BRIEF —
Beginning with the line containing "self.available().contains(&value)" and ending with the last line of the records, set down every line exactly.

Stored data entries —
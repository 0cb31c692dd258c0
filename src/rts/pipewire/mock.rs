//! Test doubles for the clock store.
//!
//! Neither of these spawns a process, so controller and model tests
//! stay deterministic.

use super::{CommandRunner, ParameterStore, Slot};
use crate::{
    error::CommandError,
    model::param::{ParameterKind, ParameterValue},
};
use std::{
    cell::{Cell, RefCell},
    collections::HashMap,
};

/// Records command lines and replays pre-configured responses in order
pub struct MockRunner {
    responses: RefCell<Vec<Result<String, CommandError>>>,
    commands: RefCell<Vec<String>>,
}

impl MockRunner {
    pub fn new() -> Self {
        Self::with_responses(Vec::new())
    }

    pub fn with_responses(mut responses: Vec<Result<String, CommandError>>) -> Self {
        responses.reverse();
        Self {
            responses: RefCell::new(responses),
            commands: RefCell::new(Vec::new()),
        }
    }

    pub fn executed_commands(&self) -> Vec<String> {
        self.commands.borrow().clone()
    }
}

impl Default for MockRunner {
    fn default() -> Self {
        Self::new()
    }
}

impl CommandRunner for MockRunner {
    fn run(&self, program: &str, args: &[String]) -> Result<String, CommandError> {
        let mut line = vec![program.to_string()];
        line.extend(args.iter().cloned());
        self.commands.borrow_mut().push(line.join(" "));
        self.responses
            .borrow_mut()
            .pop()
            .unwrap_or_else(|| Ok(String::new()))
    }
}

/// In-memory daemon: mutations land in the override slot
#[derive(Default)]
pub struct FakeStore {
    values: RefCell<HashMap<(ParameterKind, Slot), u32>>,
    mutations: RefCell<Vec<(ParameterKind, u32)>>,
    /// Report success but keep the old value, like a daemon ignoring the write
    reject: Cell<bool>,
    /// Report failure for every mutation
    fail: Cell<bool>,
}

impl FakeStore {
    pub fn new() -> Self {
        Self::default()
    }

    pub fn set(&self, kind: ParameterKind, slot: Slot, value: u32) {
        self.values.borrow_mut().insert((kind, slot), value);
    }

    pub fn clear(&self, kind: ParameterKind, slot: Slot) {
        self.values.borrow_mut().remove(&(kind, slot));
    }

    pub fn reject_silently(&self, reject: bool) {
        self.reject.set(reject);
    }

    pub fn fail_mutations(&self, fail: bool) {
        self.fail.set(fail);
    }

    pub fn mutations(&self) -> Vec<(ParameterKind, u32)> {
        self.mutations.borrow().clone()
    }
}

impl ParameterStore for FakeStore {
    fn query(&self, kind: ParameterKind, slot: Slot) -> ParameterValue {
        self.values.borrow().get(&(kind, slot)).copied()
    }

    fn mutate(&self, kind: ParameterKind, value: u32) -> bool {
        if self.fail.get() {
            return false;
        }
        self.mutations.borrow_mut().push((kind, value));
        if !self.reject.get() {
            self.set(kind, Slot::Override, value);
        }
        true
    }
}

mod tests {
    use super::*;

    #[test]
    fn default_runner_answers_empty() {
        let runner = MockRunner::default();
        assert_eq!(runner.run("pw-metadata", &[]).unwrap(), "");
        assert_eq!(runner.executed_commands(), vec!["pw-metadata"]);
    }

    #[test]
    fn flags_toggle_mutation_outcome() {
        let store = FakeStore::new();
        store.fail_mutations(true);
        assert!(!store.mutate(ParameterKind::Rate, 48000));
        assert!(store.mutations().is_empty());

        store.fail_mutations(false);
        store.reject_silently(true);
        assert!(store.mutate(ParameterKind::Rate, 48000));
        assert_eq!(store.query(ParameterKind::Rate, Slot::Override), None);

        store.reject_silently(false);
        assert!(store.mutate(ParameterKind::Rate, 96000));
        assert_eq!(store.query(ParameterKind::Rate, Slot::Override), Some(96000));
        assert_eq!(store.mutations().len(), 2);
    }
}
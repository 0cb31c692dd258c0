use std::fmt;

/// Sample rates offered by the panel, in Hz
pub const AVAILABLE_RATES: [u32; 7] = [44100, 48000, 88200, 96000, 176400, 192000, 384000];

/// Quantum sizes offered by the panel, in frames
pub const AVAILABLE_QUANTA: [u32; 8] = [32, 64, 128, 256, 512, 1024, 2048, 4096];

/// Unit shown next to the derived latency
pub const LATENCY_UNIT: &str = "ms";

/// A clock reading; `None` when the daemon value is unknown or unset
pub type ParameterValue = Option<u32>;

/// The settable clock parameters
#[derive(Clone, Copy, Debug, PartialEq, Eq, Hash)]
pub enum ParameterKind {
    /// Clock sample rate in Hz
    Rate,
    /// Frames per scheduling cycle
    Quantum,
}

impl ParameterKind {
    pub const ALL: [ParameterKind; 2] = [ParameterKind::Rate, ParameterKind::Quantum];

    /// The fixed, ordered set of values a user may pick for this kind
    pub fn available(self) -> &'static [u32] {
        match self {
            Self::Rate => &AVAILABLE_RATES,
            Self::Quantum => &AVAILABLE_QUANTA,
        }
    }

    pub fn is_available(self, value: u32) -> bool {
        self.available().contains(&value)
    }

    /// Suffix used in the `clock.*` metadata keys
    pub fn key_name(self) -> &'static str {
        match self {
            Self::Rate => "rate",
            Self::Quantum => "quantum",
        }
    }

    pub fn title(self) -> &'static str {
        match self {
            Self::Rate => "Sample Rate",
            Self::Quantum => "Buffer Size",
        }
    }

    pub fn unit(self) -> &'static str {
        match self {
            Self::Rate => "kHz",
            Self::Quantum => "samples",
        }
    }
}

impl fmt::Display for ParameterKind {
    fn fmt(&self, f: &mut fmt::Formatter<'_>) -> fmt::Result {
        f.write_str(self.key_name())
    }
}

#[cfg(test)]
mod tests {
    use super::*;

    #[test]
    fn available_sets_are_ordered() {
        for kind in ParameterKind::ALL.iter() {
            let values = kind.available();
            assert!(values.windows(2).all(|w| w[0] < w[1]), "{} unsorted", kind);
        }
    }

    #[test]
    fn membership() {
        assert!(ParameterKind::Rate.is_available(44100));
        assert!(!ParameterKind::Rate.is_available(22050));
        assert!(ParameterKind::Quantum.is_available(4096));
        assert!(!ParameterKind::Quantum.is_available(48000));
    }
}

EXERCISE SOLUTION —
        self.available().contains(&value)
    }

    /// Suffix used in the `clock.*` metadata keys
    pub fn key_name(self) -> &'static str {
        match self {
            Self::Rate => "rate",
            Self::Quantum => "quantum",
        }
    }

    pub fn title(self) -> &'static str {
        match self {
            Self::Rate => "Sample Rate",
            Self::Quantum => "Buffer Size",
        }
    }

    pub fn unit(self) -> &'static str {
        match self {
            Self::Rate => "kHz",
            Self::Quantum => "samples",
        }
    }
}

impl fmt::Display for ParameterKind {
    fn fmt(&self, f: &mut fmt::Formatter<'_>) -> fmt::Result {
        f.write_str(self.key_name())
    }
}

#[cfg(test)]
mod tests {
    use super::*;

    #[test]
    fn available_sets_are_ordered() {
        for kind in ParameterKind::ALL.iter() {
            let values = kind.available();
            assert!(values.windows(2).all(|w| w[0] < w[1]), "{} unsorted", kind);
        }
    }

    #[test]
    fn membership() {
        assert!(ParameterKind::Rate.is_available(44100));
        assert!(!ParameterKind::Rate.is_available(22050));
        assert!(ParameterKind::Quantum.is_available(4096));
        assert!(!ParameterKind::Quantum.is_available(48000));
    }
}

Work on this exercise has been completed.